Khaat saw, in the discussion, that there seemed to be some sort of deep emotional shift happening in the catacombs. She wasn't sure whose it was. Was it Marcus having to deal with yet more rejection? Was it Hallie not being able to deal with the whole business that had just transpired? Or was it her own?
She felt anger rising towards Hallie suddenly--anger she didn't want. Rookwood was young, and not someone that her father would have yet set loose on her own as an auror. That was Pierce's doing. Her father would have, at least, paired her with someone and not set her going about alone. Rookwood could not be blamed for her own innocence and naiveté.
By the same token, though, she hated those who stood in prejudicial judgment of what they thought she should or should not do. Marcus, as he worked for her, was an extension of her.
It made Khaat wonder what the hell Hallie would have done had she actually been in her shoes? If she had actually lived through the crap that Khaat had lived through. Sure, Hallie had been through some things too, but at the moment, Khaat was tempted to want to play a bit of bitter one-up-manship.
She felt bitter that she and her father were always having to live up to the myth that her uncle had become. The poor, misunderstood, martyr that others had distorted him as, the pedestal set so high that his family was never able to live up to the sainthood that his legend made him out to be.
Remus had never been a white knight of any sort. He had spent his entire life living in the gray, in the shadows. How quickly the wizarding world had forgotten how much rejection he'd lived through! No Lupin ever vied for sainthood, never wanted to. How dare she stand in as judge, jury, and executioner of what it took for Khaat to just survive!
She resisted the need to respond to the powerful body language around her, reeling it all in immediately. Instead, she found she liked her father's way of coping far more than she ever thought she would. She had learned it well over the last couple of years. Her father became more and more stonefaced in direct comparison with the amount of pressure applied to him. Emotion was not something he showed, not easily anyway.

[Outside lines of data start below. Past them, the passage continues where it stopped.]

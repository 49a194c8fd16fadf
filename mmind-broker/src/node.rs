use mmind_sensor::{Actuator, RandomWalk, Sampler, SensorError, SimulatedLed};
use std::time::{Duration, Instant};
use thiserror::Error;

use crate::{
    composition::{CompositionData, Element},
    config::{NodeConfig, Role},
    dispatch::{DispatchError, DispatchTable, Dispatched, HandlerKind},
    opcode::{sig, Opcode, VendorOp},
    payload::{self, DhtReading, LdrReading, LedControl, PayloadError, TypedPayload},
    provisioning::{
        NodeIdentity, ProvAction, ProvEvent, ProvisionedPeer, Provisioning, ProvisioningError,
        ProvisioningState,
    },
    reading::Reading,
    sensor_data::{self, PropertyId, SensorDataError},
    server::{ServerEngine, ServerError},
    store::{PersistedState, StateStore, StoreError},
    tracker::{Tracker, TrackerError, TrackerEvent, TrackerOutput},
    transport::{InboundMessage, MeshTransport, OutboundMessage, TransportError},
    ModelBinding, ModelKey, Tid, UnicastAddr, ADDR_UNASSIGNED,
};

#[derive(Error, Debug)]
pub enum NodeError {
    #[error("Mesh startup failed: {0}")]
    Startup(TransportError),
    #[error("Transport Error")]
    Transport(#[from] TransportError),
    #[error("Provisioning Error")]
    Provisioning(#[from] ProvisioningError),
    #[error("Dispatch Error")]
    Dispatch(#[from] DispatchError),
    #[error("Tracker Error")]
    Tracker(#[from] TrackerError),
    #[error("Server Error")]
    Server(#[from] ServerError),
    #[error("Store Error")]
    Store(#[from] StoreError),
    #[error("Payload Error")]
    Payload(#[from] PayloadError),
    #[error("Sensor data Error")]
    SensorData(#[from] SensorDataError),
    #[error("Sensor Error")]
    Sensor(#[from] SensorError),
    #[error("No server address known")]
    NoTarget,
    #[error("{0} is not a sensor request")]
    NotSensorRequest(Opcode),
}

/// Everything the mesh stack reports to a node
#[derive(Debug, Clone, PartialEq)]
pub enum MeshEvent {
    Provisioning(ProvEvent),
    Message(InboundMessage),
    /// Completion of an earlier send; nonzero `err` means it failed
    SendComplete {
        opcode: Opcode,
        dst: UnicastAddr,
        err: i32,
    },
}

/// What a node reports upward, to the bridge or any other observer
#[derive(Debug, Clone, PartialEq)]
pub enum NodeNotice {
    Ready { unicast: UnicastAddr },
    Teardown,
    Reading { src: UnicastAddr, reading: Reading },
    PeerProvisioned(ProvisionedPeer),
    Configured { target: UnicastAddr, bound: Vec<ModelBinding> },
    ProbeEcho { target: UnicastAddr, tid: Tid, rtt: Duration },
    /// The server receiving control commands is known
    TargetKnown(UnicastAddr),
}

/// External collaborators of a node
pub struct NodeParts {
    pub transport: Box<dyn MeshTransport>,
    pub store: Box<dyn StateStore>,
    pub samplers: Vec<Box<dyn Sampler>>,
    pub actuator: Option<Box<dyn Actuator>>,
}

impl NodeParts {
    pub fn new(transport: Box<dyn MeshTransport>, store: Box<dyn StateStore>) -> Self {
        Self {
            transport,
            store,
            samplers: vec![],
            actuator: None,
        }
    }

    pub fn with_samplers(mut self, samplers: Vec<Box<dyn Sampler>>) -> Self {
        self.samplers = samplers;
        self
    }

    pub fn with_actuator(mut self, actuator: Box<dyn Actuator>) -> Self {
        self.actuator = Some(actuator);
        self
    }

    /// Random-walk samplers for the role's channels and a simulated LED
    pub fn simulated(
        cfg: &NodeConfig,
        transport: Box<dyn MeshTransport>,
        store: Box<dyn StateStore>,
    ) -> Result<Self, NodeError> {
        let samplers: Vec<Box<dyn Sampler>> = match cfg.role {
            Role::Provisioner => vec![],
            Role::DhtServer | Role::SensorServer => vec![
                Box::new(RandomWalk::temperature()?),
                Box::new(RandomWalk::humidity()?),
            ],
            Role::LdrServer => vec![Box::new(RandomWalk::light()?)],
        };
        let parts = Self::new(transport, store).with_samplers(samplers);
        Ok(match cfg.role {
            Role::Provisioner => parts,
            _ => parts.with_actuator(Box::new(SimulatedLed::new())),
        })
    }

    /// Composition Data page 0 advertised by a node of this configuration
    pub fn composition_for(cfg: &NodeConfig) -> CompositionData {
        let cid = cfg.company_id;
        let (sig_models, vendor_models) = match cfg.role {
            Role::Provisioner => (
                vec![
                    ModelKey::CONFIG_SERVER.id,
                    ModelKey::CONFIG_CLIENT.id,
                    ModelKey::SENSOR_CLIENT.id,
                ],
                vec![(cid, ModelKey::VND_CLIENT_ID)],
            ),
            Role::DhtServer | Role::LdrServer => (
                vec![ModelKey::CONFIG_SERVER.id],
                vec![(cid, ModelKey::VND_SERVER_ID)],
            ),
            Role::SensorServer => (
                vec![
                    ModelKey::CONFIG_SERVER.id,
                    ModelKey::SENSOR_SERVER.id,
                    ModelKey::SENSOR_SETUP_SERVER.id,
                ],
                vec![(cid, ModelKey::VND_SERVER_ID)],
            ),
        };
        CompositionData {
            cid,
            pid: 0,
            vid: 0,
            crpl: 10,
            features: 0,
            elements: vec![Element {
                loc: 0,
                sig_models,
                vendor_models,
            }],
        }
    }
}

fn dispatch_table(cfg: &NodeConfig) -> Result<DispatchTable, DispatchError> {
    let cid = cfg.company_id;
    let mut table = DispatchTable::new();
    match cfg.role {
        Role::Provisioner => {
            table.register_model(
                ModelKey::vendor(cid, ModelKey::VND_CLIENT_ID),
                HandlerKind::ClientResponse,
                &[
                    VendorOp::Status.opcode(cid),
                    VendorOp::DhtData.opcode(cid),
                    VendorOp::LdrData.opcode(cid),
                ],
            )?;
            table.register_model(
                ModelKey::CONFIG_CLIENT,
                HandlerKind::ClientResponse,
                &sig::CONFIG_CLIENT_RESPONSES,
            )?;
            table.register_model(
                ModelKey::SENSOR_CLIENT,
                HandlerKind::ClientResponse,
                &sig::SENSOR_CLIENT_RESPONSES,
            )?;
        }
        Role::DhtServer | Role::LdrServer | Role::SensorServer => {
            table.register_model(
                ModelKey::vendor(cid, ModelKey::VND_SERVER_ID),
                HandlerKind::ServerRequest,
                &[VendorOp::Send.opcode(cid), VendorOp::LedCtrl.opcode(cid)],
            )?;
            if cfg.role == Role::SensorServer {
                table.register_model(
                    ModelKey::SENSOR_SERVER,
                    HandlerKind::ServerRequest,
                    &sig::SENSOR_SERVER_REQUESTS,
                )?;
            }
        }
    }
    Ok(table)
}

She adopted the same stonefaced expression that was, again, all business. She felt herself shift behind "professional" walls. She became, again, the Director of the hospital, the Chief Warlock. She left all the rest behind.
"Pain control first," she told her, touching her cheek to cast the spell to stop the pain by touch. It was definitely a dislocated jaw. "This will make a crunch," she said. She laid her hand on the joint of Hallie's jaw and used touch to draw the joint back into alignment with a loud crunch. "It may bruise. Ice may help for a bit," she told her, double checking the alignment to be sure it was correct. "But, do, please, have yourself double checked by someone you feel more comfortable with."
She turned to Marcus. "I think we're done here," she said quietly. "Fresh air will do us all good." He nodded, motioning her to go ahead up the stairs towards the street.